| WORK TO COMPLETE |
Lines to return, exactly: from the line with "impl DriveService for" to the line with "Ok(self.files.read().await.clone())" in the entries below, both included.

================

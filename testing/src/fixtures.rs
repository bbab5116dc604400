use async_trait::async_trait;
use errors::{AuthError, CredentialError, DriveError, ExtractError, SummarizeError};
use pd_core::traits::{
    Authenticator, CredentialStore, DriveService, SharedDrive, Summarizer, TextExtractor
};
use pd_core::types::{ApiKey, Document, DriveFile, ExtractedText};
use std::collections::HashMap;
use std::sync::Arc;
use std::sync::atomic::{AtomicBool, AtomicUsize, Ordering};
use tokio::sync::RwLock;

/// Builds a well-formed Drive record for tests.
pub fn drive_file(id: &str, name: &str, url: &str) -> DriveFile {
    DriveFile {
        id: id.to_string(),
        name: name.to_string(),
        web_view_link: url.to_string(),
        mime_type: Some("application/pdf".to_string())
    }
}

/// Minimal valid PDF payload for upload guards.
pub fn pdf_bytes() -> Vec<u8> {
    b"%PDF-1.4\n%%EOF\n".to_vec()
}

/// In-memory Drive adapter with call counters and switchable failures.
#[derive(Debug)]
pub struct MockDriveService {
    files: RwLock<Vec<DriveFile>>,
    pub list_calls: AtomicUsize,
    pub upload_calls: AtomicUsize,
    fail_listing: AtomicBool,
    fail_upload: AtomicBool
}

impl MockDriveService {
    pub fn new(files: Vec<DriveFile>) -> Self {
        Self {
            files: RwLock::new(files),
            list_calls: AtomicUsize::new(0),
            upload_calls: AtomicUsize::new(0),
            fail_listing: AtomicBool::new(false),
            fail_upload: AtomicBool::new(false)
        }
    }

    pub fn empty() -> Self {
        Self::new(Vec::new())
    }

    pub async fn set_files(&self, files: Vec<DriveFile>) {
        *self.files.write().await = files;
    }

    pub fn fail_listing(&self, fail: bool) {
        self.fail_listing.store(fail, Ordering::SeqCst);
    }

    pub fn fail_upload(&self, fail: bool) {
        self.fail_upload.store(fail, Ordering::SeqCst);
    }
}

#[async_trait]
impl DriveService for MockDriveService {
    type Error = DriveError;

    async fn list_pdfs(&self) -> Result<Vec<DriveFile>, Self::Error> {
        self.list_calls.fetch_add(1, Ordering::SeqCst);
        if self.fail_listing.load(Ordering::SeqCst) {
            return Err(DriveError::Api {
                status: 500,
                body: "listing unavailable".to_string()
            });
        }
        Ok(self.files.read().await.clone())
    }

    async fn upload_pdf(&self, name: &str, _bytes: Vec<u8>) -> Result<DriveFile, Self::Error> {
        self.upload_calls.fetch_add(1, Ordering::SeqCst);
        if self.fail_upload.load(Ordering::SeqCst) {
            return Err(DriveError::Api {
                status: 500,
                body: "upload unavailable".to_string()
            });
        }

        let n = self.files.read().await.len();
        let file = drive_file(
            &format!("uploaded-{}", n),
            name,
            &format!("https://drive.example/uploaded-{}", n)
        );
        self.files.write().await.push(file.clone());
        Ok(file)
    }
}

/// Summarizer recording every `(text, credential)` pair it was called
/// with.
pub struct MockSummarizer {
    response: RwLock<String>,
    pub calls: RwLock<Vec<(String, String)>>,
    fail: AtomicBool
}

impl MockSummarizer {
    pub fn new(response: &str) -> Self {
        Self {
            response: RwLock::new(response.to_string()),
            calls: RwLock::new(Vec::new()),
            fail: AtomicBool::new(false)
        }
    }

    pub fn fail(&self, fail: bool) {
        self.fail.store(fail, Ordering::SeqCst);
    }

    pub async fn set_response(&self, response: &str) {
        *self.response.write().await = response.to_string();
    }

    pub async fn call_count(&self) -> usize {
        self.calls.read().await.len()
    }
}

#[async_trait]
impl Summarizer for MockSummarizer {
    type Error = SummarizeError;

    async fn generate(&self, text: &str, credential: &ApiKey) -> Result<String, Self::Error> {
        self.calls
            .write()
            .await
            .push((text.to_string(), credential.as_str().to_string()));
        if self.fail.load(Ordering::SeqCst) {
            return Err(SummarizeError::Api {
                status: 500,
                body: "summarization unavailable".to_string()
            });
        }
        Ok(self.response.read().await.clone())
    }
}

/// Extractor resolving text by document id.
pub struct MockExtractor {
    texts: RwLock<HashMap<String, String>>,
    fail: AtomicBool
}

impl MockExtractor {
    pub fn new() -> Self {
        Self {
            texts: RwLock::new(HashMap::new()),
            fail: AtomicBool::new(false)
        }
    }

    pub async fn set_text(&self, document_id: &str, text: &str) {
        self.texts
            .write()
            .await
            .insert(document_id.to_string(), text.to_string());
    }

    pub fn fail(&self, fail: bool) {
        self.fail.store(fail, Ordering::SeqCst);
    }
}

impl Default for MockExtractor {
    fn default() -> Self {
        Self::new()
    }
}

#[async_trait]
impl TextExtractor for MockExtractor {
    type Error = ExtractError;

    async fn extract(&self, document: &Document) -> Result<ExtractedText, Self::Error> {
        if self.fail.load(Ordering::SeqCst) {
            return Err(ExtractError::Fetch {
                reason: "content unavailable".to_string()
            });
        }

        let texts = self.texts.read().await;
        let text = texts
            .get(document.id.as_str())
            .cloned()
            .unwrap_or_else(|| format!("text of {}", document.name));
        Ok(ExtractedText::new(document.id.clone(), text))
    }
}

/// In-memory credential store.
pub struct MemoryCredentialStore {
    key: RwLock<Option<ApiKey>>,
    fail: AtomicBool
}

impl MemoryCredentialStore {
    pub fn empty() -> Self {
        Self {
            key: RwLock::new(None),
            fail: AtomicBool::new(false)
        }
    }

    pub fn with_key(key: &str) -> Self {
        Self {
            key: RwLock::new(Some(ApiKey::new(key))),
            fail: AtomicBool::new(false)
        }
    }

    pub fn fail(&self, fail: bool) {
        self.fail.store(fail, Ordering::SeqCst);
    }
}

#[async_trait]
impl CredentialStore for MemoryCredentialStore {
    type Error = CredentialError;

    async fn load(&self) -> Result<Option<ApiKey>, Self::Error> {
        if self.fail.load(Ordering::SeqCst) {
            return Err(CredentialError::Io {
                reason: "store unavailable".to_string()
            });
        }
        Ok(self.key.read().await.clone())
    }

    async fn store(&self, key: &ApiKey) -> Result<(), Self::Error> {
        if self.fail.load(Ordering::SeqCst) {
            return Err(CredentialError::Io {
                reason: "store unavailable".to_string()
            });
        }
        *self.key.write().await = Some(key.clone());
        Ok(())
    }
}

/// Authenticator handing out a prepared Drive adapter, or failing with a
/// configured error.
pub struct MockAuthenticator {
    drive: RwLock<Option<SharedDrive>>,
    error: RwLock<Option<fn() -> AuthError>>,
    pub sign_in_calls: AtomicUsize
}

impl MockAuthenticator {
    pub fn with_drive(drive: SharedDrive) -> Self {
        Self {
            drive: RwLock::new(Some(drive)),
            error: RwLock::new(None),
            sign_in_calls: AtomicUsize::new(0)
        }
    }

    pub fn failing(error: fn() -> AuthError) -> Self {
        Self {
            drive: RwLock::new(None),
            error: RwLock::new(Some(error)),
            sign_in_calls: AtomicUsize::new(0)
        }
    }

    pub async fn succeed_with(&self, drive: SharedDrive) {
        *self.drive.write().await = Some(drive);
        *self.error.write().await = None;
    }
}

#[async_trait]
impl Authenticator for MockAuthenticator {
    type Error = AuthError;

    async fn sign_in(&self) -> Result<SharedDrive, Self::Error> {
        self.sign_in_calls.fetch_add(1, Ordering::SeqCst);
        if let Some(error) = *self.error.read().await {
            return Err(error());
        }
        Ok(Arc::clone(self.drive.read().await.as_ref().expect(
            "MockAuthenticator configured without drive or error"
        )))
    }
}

================

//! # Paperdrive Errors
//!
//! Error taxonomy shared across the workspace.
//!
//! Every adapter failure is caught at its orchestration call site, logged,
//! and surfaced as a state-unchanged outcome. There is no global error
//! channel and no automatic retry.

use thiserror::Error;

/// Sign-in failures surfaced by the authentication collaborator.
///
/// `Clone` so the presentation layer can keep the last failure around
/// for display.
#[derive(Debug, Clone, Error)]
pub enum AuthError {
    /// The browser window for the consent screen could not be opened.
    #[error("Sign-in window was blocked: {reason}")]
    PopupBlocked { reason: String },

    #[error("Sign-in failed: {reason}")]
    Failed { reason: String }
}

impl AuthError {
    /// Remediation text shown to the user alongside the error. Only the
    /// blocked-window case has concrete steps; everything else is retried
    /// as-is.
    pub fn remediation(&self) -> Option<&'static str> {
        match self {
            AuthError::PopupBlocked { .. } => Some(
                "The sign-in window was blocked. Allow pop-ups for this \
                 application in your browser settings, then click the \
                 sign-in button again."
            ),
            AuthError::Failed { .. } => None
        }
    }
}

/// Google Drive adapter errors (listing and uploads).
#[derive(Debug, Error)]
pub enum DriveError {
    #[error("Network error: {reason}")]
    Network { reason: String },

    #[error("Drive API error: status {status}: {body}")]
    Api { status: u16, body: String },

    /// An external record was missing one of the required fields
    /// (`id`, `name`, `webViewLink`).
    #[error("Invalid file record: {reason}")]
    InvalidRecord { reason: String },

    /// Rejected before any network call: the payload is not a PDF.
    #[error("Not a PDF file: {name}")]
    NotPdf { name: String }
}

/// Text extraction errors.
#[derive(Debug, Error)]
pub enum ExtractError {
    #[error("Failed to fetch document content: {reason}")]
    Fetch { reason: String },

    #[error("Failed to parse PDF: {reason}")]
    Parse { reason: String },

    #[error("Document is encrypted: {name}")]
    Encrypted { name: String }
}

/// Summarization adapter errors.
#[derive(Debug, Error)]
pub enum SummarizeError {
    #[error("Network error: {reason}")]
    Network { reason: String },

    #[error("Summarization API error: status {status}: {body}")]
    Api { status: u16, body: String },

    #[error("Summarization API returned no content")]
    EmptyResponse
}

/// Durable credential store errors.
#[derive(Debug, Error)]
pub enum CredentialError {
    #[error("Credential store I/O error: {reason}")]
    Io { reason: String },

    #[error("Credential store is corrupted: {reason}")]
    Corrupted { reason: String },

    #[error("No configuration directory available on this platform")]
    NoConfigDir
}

================

| SOLUTION TO THIS EXERCISE |
impl DriveService for MockDriveService {
    type Error = DriveError;

    async fn list_pdfs(&self) -> Result<Vec<DriveFile>, Self::Error> {
        self.list_calls.fetch_add(1, Ordering::SeqCst);
        if self.fail_listing.load(Ordering::SeqCst) {
            return Err(DriveError::Api {
                status: 500,
                body: "listing unavailable".to_string()
            });
        }
        Ok(self.files.read().await.clone())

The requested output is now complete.